Vorwurf 3 „In den letzten Jahren wurde zu viel abgeholzt“: Tatsächlich hätten die Eingriffe der vergangenen Jahre sehr massiv gewirkt, räumt man in der Stadtverwaltung ein. Das hatte aber laut Aussage der SGD aber vor allem damit zu tun, dass ein Pflegerückstand aufgeholt werden musste. Teilweise seien in den vergangenen Jahrzehnten Bäume zum Beispiel viel zu dicht gepflanzt worden, so dass sie keine Chance auf gesundes Wachstum hatten – solche teils immer noch sehr mickrigen Bäume wurden entnommen. Eingriffe im Stadtpark haben damit zu tun, dass dieser wie ein Denkmal zu behandeln ist und der historische Charakter zum Beispiel mit Sichtachsen erhalten werden muss.
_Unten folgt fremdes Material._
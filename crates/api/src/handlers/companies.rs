// Copyright (C) 2026 Fred Clausen
// Use of this source code is governed by an MIT-style
// license that can be found in the LICENSE file or at
// https://opensource.org/licenses/MIT.

//! Company repository.

use facilitydesk_domain::{
    Company, PrimaryContact, RecordId, email, non_empty_string, optional_string, phone, us_state,
    zip_code,
};
use facilitydesk_persistence::Persistence;
use tracing::{info, warn};

use super::{parse_id, validated};
use crate::error::{ApiError, translate_persistence_error};
use crate::request_response::{CompanyInfo, CreateCompanyRequest};

const RESOURCE: &str = "Company";

fn store_error(err: facilitydesk_persistence::PersistenceError) -> ApiError {
    translate_persistence_error(RESOURCE, err)
}

/// Creates a company.
///
/// # Errors
///
/// Returns an error if:
/// - Any field fails validation
/// - A company with the same name already exists
pub fn create_company(
    persistence: &mut Persistence,
    request: CreateCompanyRequest,
) -> Result<CompanyInfo, ApiError> {
    let company_name: String = validated(non_empty_string(&request.company_name, "companyName"))?;
    let contact = &request.primary_contact;
    let company: Company = Company {
        company_id: None,
        website: optional_string(request.website.as_deref()),
        address: validated(non_empty_string(&request.address, "address"))?,
        city: validated(non_empty_string(&request.city, "city"))?,
        state: validated(us_state(&request.state))?,
        zip_code: validated(zip_code(&request.zip_code))?,
        primary_contact: PrimaryContact {
            name: validated(non_empty_string(&contact.name, "primaryContact.name"))?,
            email: validated(email(&contact.email, "primaryContact.email"))?,
            phone: validated(phone(&contact.phone, "primaryContact.phone"))?,
            title: validated(non_empty_string(&contact.title, "primaryContact.title"))?,
        },
        is_active: request.is_active.unwrap_or(true),
        company_name,
    };

    if persistence
        .get_company_by_name(&company.company_name)
        .map_err(store_error)?
        .is_some()
    {
        warn!(company_name = %company.company_name, "Rejected duplicate company name");
        return Err(ApiError::Conflict {
            resource_type: String::from(RESOURCE),
            message: format!("Company '{}' already exists", company.company_name),
        });
    }

    let company_id: RecordId = persistence.create_company(&company).map_err(store_error)?;
    info!(%company_id, company_name = %company.company_name, "Company created");

    CompanyInfo::from_company(Company {
        company_id: Some(company_id),
        ..company
    })
}

/// Retrieves a company by id.
///
/// # Errors
///
/// Returns an error if the id is malformed or no company has it.
pub fn get_company(persistence: &mut Persistence, company_id: &str) -> Result<CompanyInfo, ApiError> {
    let id: RecordId = parse_id(company_id, "companyId")?;
    let company: Company = persistence
        .get_company(id)
        .map_err(store_error)?
        .ok_or_else(|| ApiError::not_found(RESOURCE, company_id.trim()))?;
    CompanyInfo::from_company(company)
}

/// Loads a company by its exact name.
///
/// # Errors
///
/// Returns an error if the name is blank or no company has it.
pub fn resolve_company_by_name(
    persistence: &mut Persistence,
    company_name: &str,
) -> Result<Company, ApiError> {
    let name: String = validated(non_empty_string(company_name, "companyName"))?;
    persistence
        .get_company_by_name(&name)
        .map_err(store_error)?
        .ok_or_else(|| ApiError::not_found(RESOURCE, &name))
}

/// Loads a company by name and requires it to be active.
///
/// # Errors
///
/// Returns `ResourceNotFound` if no company has the name, or
/// `ReferentialViolation` if the company is inactive.
pub fn resolve_active_company(
    persistence: &mut Persistence,
    company_name: &str,
) -> Result<Company, ApiError> {
    let company: Company = resolve_company_by_name(persistence, company_name)?;
    if !company.is_active {
        warn!(company_name = %company.company_name, "Rejected inactive company");
        return Err(ApiError::ReferentialViolation {
            rule: String::from("active_company"),
            message: format!("Company '{}' is inactive", company.company_name),
        });
    }
    Ok(company)
}

/// Retrieves a company by its exact, case-sensitive name.
///
/// # Errors
///
/// Returns an error if no company has the name.
pub fn get_company_by_name(
    persistence: &mut Persistence,
    company_name: &str,
) -> Result<CompanyInfo, ApiError> {
    CompanyInfo::from_company(resolve_company_by_name(persistence, company_name)?)
}

/// Retrieves an active company by name.
///
/// # Errors
///
/// Returns an error if no company has the name or it is inactive.
pub fn get_active_company_by_name(
    persistence: &mut Persistence,
    company_name: &str,
) -> Result<CompanyInfo, ApiError> {
    CompanyInfo::from_company(resolve_active_company(persistence, company_name)?)
}

/// Lists every company ordered by name.
///
/// # Errors
///
/// Returns an error if the store fails.
pub fn list_companies(persistence: &mut Persistence) -> Result<Vec<CompanyInfo>, ApiError> {
    persistence
        .list_companies()
        .map_err(store_error)?
        .into_iter()
        .map(CompanyInfo::from_company)
        .collect()
}

/// Activates or deactivates a company.
///
/// Existing job requests are not touched.
///
/// # Errors
///
/// Returns an error if the id is malformed or no company has it.
pub fn set_company_active(
    persistence: &mut Persistence,
    company_id: &str,
    is_active: bool,
) -> Result<CompanyInfo, ApiError> {
    let id: RecordId = parse_id(company_id, "companyId")?;
    persistence
        .set_company_active(id, is_active)
        .map_err(store_error)?;
    info!(company_id = %id, is_active, "Company active flag changed");
    get_company(persistence, company_id)
}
In nächster Zeit werden sich die Anzahl der zu fällenden Bäume und auch die Fräsarbeiten im gesamten Stadtgebiet minimieren.

Nachpflanzungen geplant

Vorwurf 4 „Es wird nur gefällt, nicht nachgepflanzt“: Die Stadt verweist darauf, dass 2017 165, 2016 143 und 2015 136 Bäume neu gepflanzt wurden. Dazu wird kontinuierlich ein Budget von 10 000 Euro aus dem Haushalt bereitgestellt. Seitens der Stadtverwaltung begrüßt man auch Vorschläge zur privaten Beteiligung an diesen Ausgaben in Form von Spenden zum Beispiel zu Hochzeiten oder Jubiläen.

Pläne in der Schublade

Vorwurf 5 „Die Stadt hat keinen Plan fürs Grün“: Die Pflanzmöglichkeiten in der Stadt wurden bereits analysiert. Es gibt detaillierte Planungen und auch Listen zu möglichen Standorten und Pflanzvorschlägen, denn nicht jede Baumart passt an jeden Standort. Pflanzungen müssen allerdings zum Beispiel mit Versorgungsunternehmen abgestimmt werden – ein Baum, dessen Wurzeln bald auf ein Abwasserrohr stoßen würden, macht wenig Sinn.